An Idle Tale

from "Stay with Us", a cantata for the Easter season

Music by Ron Klusmeier
Words by Walter Farquharson
Tune Name: SHAUNAVON

Lyrics as Poetry

These women tell an idle tale
that we just can’t believe.
The message that they bring to us
is one we can’t receive.
They say that Jesus isn’t dead
but lives and sends us word
that we should welcome this new day
remembering all we’ve heard.

The dead don’t rise to live again,
to walk and talk and sing—
when Jesus died upon the cross,
that ended everything.
If God had word to speak to us,
would women gospel bring?
Can winter of the soul erupt
and blossom into spring?

The tale they tell seems strangely right.
It echoes things we’ve heard.
But how can we know false from true?
How shall we know God’s word?


Words by
Walter FarquharsonCopyright © 1988 by Walter Farquharson
Administered by Hope Publishing Company
Carol Stream, Illinois • USA

Comments About Song

A Reflection by
WALTER FARQUHARSON


It is a modern myth that people of past generations found it easier to believe than do we who live in what is supposedly a more informed, scientific age.

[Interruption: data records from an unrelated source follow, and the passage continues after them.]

//! Output sinks for the phases of a scripted case.

use tracing::debug;

use crate::script::OutputSink;

/// Captures printed lines so Actual can read them through `stdout.get()`.
#[derive(Debug, Default)]
pub struct CaptureSink {
    lines: Vec<String>,
}

impl CaptureSink {
    pub fn new() -> Self {
        Self::default()
    }

    /// Everything printed, one line per `print()` call.
    pub fn text(&self) -> String {
        self.lines.join("\n")
    }

    pub fn trimmed(&self) -> String {
        self.text().trim().to_string()
    }
}

impl OutputSink for CaptureSink {
    fn emit(&mut self, line: &str) {
        debug!(line, "captured");
        self.lines.push(line.to_string());
    }
}

/// Forwards printed lines to the log, tagged with the phase that printed them.
pub struct LogSink {
    phase: &'static str,
}

impl LogSink {
    pub fn new(phase: &'static str) -> Self {
        Self { phase }
    }
}

impl OutputSink for LogSink {
    fn emit(&mut self, line: &str) {
        debug!(phase = self.phase, "{}", line);
    }
}
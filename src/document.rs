//! Markdown document walking.
//!
//! [`nodes`] turns a markdown text into a lazy sequence of the two node kinds
//! docrun cares about: `docrun` metadata comments and code blocks. [`classify`]
//! then decodes metadata into fixtures.

use pulldown_cmark::{CodeBlockKind, Event, Parser, Tag, TagEnd};

use crate::diagnostics::DocrunError;
use crate::fixture::{self, Fixture};

/// A code block extracted from a document.
#[derive(Debug, Clone, PartialEq, Eq)]
pub struct SourceBlock {
    pub code: String,
    /// First word of the fence info string, if any.
    pub lang: Option<String>,
}

impl SourceBlock {
    pub fn new(code: impl Into<String>, lang: Option<&str>) -> Self {
        Self {
            code: code.into(),
            lang: lang.filter(|l| !l.is_empty()).map(str::to_string),
        }
    }
}

#[derive(Debug, Clone, PartialEq, Eq)]
pub enum Node {
    /// Inner text of a `<!-- docrun ... -->` comment.
    Metadata(String),
    Source(SourceBlock),
    /// Any other HTML block.
    Other,
}

#[derive(Debug)]
pub enum Classified {
    Fixture(Fixture),
    Source(SourceBlock),
    Malformed(DocrunError),
    Ignored,
}

/// Lazy node sequence over a markdown document, in document order.
pub struct NodeStream<'a> {
    events: Parser<'a>,
}

pub fn nodes(markdown: &str) -> NodeStream<'_> {
    NodeStream {
        events: Parser::new(markdown),
    }
}

impl Iterator for NodeStream<'_> {
    type Item = Node;

    fn next(&mut self) -> Option<Node> {
        loop {
            match self.events.next()? {
                Event::Start(Tag::HtmlBlock) => {
                    let mut text = String::new();
                    for event in self.events.by_ref() {
                        match event {
                            Event::Html(chunk) | Event::Text(chunk) => text.push_str(&chunk),
                            Event::End(TagEnd::HtmlBlock) => break,
                            _ => {}
                        }
                    }
                    return Some(html_node(&text));
                }
                Event::Start(Tag::CodeBlock(kind)) => {
                    let lang = match &kind {
                        CodeBlockKind::Fenced(info) => info.split_whitespace().next(),
                        CodeBlockKind::Indented => None,
                    };
                    let lang = lang.map(str::to_string);
                    let mut code = String::new();
                    for event in self.events.by_ref() {
                        match event {
                            Event::Text(chunk) => code.push_str(&chunk),
                            Event::End(TagEnd::CodeBlock) => break,
                            _ => {}
                        }
                    }
                    return Some(Node::Source(SourceBlock::new(code, lang.as_deref())));
                }
                _ => {}
            }
        }
    }
}

fn html_node(html: &str) -> Node {
    let text = html.trim_matches(|c| c == ' ' || c == '\n');
    match text
        .strip_prefix("<!--")
        .and_then(|rest| rest.strip_suffix("-->"))
        .map(str::trim)
    {
        Some(inner) if inner.starts_with("docrun") => Node::Metadata(inner.to_string()),
        _ => Node::Other,
    }
}

/// Decodes metadata nodes into fixtures; source blocks pass through.
pub fn classify(node: Node) -> Classified {
    match node {
        Node::Metadata(text) => match fixture::decode(&text) {
            Ok(fixture) => Classified::Fixture(fixture),
            Err(err) => Classified::Malformed(err),
        },
        Node::Source(source) => Classified::Source(source),
        Node::Other => Classified::Ignored,
    }
}

#[cfg(test)]
mod tests {
    use super::*;
    use crate::fixture::FixtureMode;

    const DOC: &str = r#"# Title

Some prose.

<!--
docrun:
  pass: true
-->
```python
print("hi")
```

<!-- an ordinary comment -->

    indented block
"#;

    #[test]
    fn test_nodes_in_document_order() {
        let found: Vec<Node> = nodes(DOC).collect();
        assert_eq!(
            found,
            vec![
                Node::Metadata("docrun:\n  pass: true".to_string()),
                Node::Source(SourceBlock::new("print(\"hi\")\n", Some("python"))),
                Node::Other,
                Node::Source(SourceBlock::new("indented block\n", None)),
            ]
        );
    }

    #[test]
    fn test_fence_info_uses_first_word() {
        let found: Vec<Node> = nodes("```shell title=x\nls\n```\n").collect();
        assert_eq!(
            found,
            vec![Node::Source(SourceBlock::new("ls\n", Some("shell")))]
        );
    }

    #[test]
    fn test_classify_decodes_metadata() {
        let classified = classify(Node::Metadata("docrun:\n  pass: true".to_string()));
        match classified {
            Classified::Fixture(f) => assert_eq!(f.mode, FixtureMode::Pass),
            other => panic!("unexpected {:?}", other),
        }
        assert!(matches!(
            classify(Node::Metadata("docrun: [".to_string())),
            Classified::Malformed(_)
        ));
        assert!(matches!(classify(Node::Other), Classified::Ignored));
    }
}
//! Tree-walking evaluator for parsed scripts.
//!
//! Each call to [`Interpreter::exec_file`] takes an environment and hands back
//! a new one; the input environment is never mutated in place.

use std::cell::RefCell;
use std::collections::HashMap;
use std::rc::Rc;

use indexmap::IndexMap;

use super::ast::*;
use super::builtins;
use super::error::ScriptError;
use super::methods;
use super::parser::{parse, parse_expr};
use super::value::{as_f64, compare, float_to_int, Args, DictKey, Function, Locals, Value};
use crate::script_err;

/// Global bindings visible to a script.
pub type Env = im::HashMap<String, Value>;

/// Exported bindings of a loadable module.
pub type Module = IndexMap<String, Value>;

/// Default limit on nested function calls.
pub const DEFAULT_MAX_DEPTH: usize = 200;

/// Largest list or string that repetition or `range` may produce.
pub const MAX_SEQUENCE_LEN: usize = 1 << 24;

/// Resolves `load("name", ...)` statements.
pub trait ModuleLoader {
    fn load(&self, module: &str) -> Result<Module, ScriptError>;
}

/// Receives lines written by `print()`.
pub trait OutputSink {
    fn emit(&mut self, line: &str);
}

impl OutputSink for Vec<String> {
    fn emit(&mut self, line: &str) {
        self.push(line.to_string());
    }
}

/// A loader that knows no modules.
pub struct NoModules;

impl ModuleLoader for NoModules {
    fn load(&self, module: &str) -> Result<Module, ScriptError> {
        script_err!("module not defined: \"{}\"", module)
    }
}
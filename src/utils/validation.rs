use crate::utils::error::{ImportError, Result};
use url::Url;

pub fn validate_url(field_name: &str, url_str: &str) -> Result<()> {
    if url_str.trim().is_empty() {
        return Err(ImportError::config(field_name, "URL cannot be empty"));
    }

    match Url::parse(url_str) {
        Ok(url) => match url.scheme() {
            "http" | "https" => Ok(()),
            scheme => Err(ImportError::config(
                field_name,
                format!("Unsupported URL scheme: {}", scheme),
            )),
        },
        Err(e) => Err(ImportError::config(
            field_name,
            format!("Invalid URL format: {}", e),
        )),
    }
}

pub fn validate_path(field_name: &str, path: &str) -> Result<()> {
    if path.is_empty() {
        return Err(ImportError::config(field_name, "Path cannot be empty"));
    }

    if path.contains('\0') {
        return Err(ImportError::config(field_name, "Path contains null bytes"));
    }

    Ok(())
}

A reading of the gospel narratives, with their differences in specific details and explanations, should help us see that the gospel writers knew that there was no proof of Jesus’ resurrection other than in the life of the resurrection community. These writers would have had no illusions about writing either a scientific treatise or an irrefutable historical account (as if such could ever be written at any time about any event).

By the time the gospels were written, opponents of the small faith communities were, from various political, doctrinal and social perspectives, doing what they could to discredit (debunk) the movement and its claims and ministries. Authorities from the temple, from centres of the Empire, and from the local power structures that benefitted from their cozy relationship with the Roman conquerors, all had their reasons for attacking the churches and the gospel (good news) these faith communities proclaimed.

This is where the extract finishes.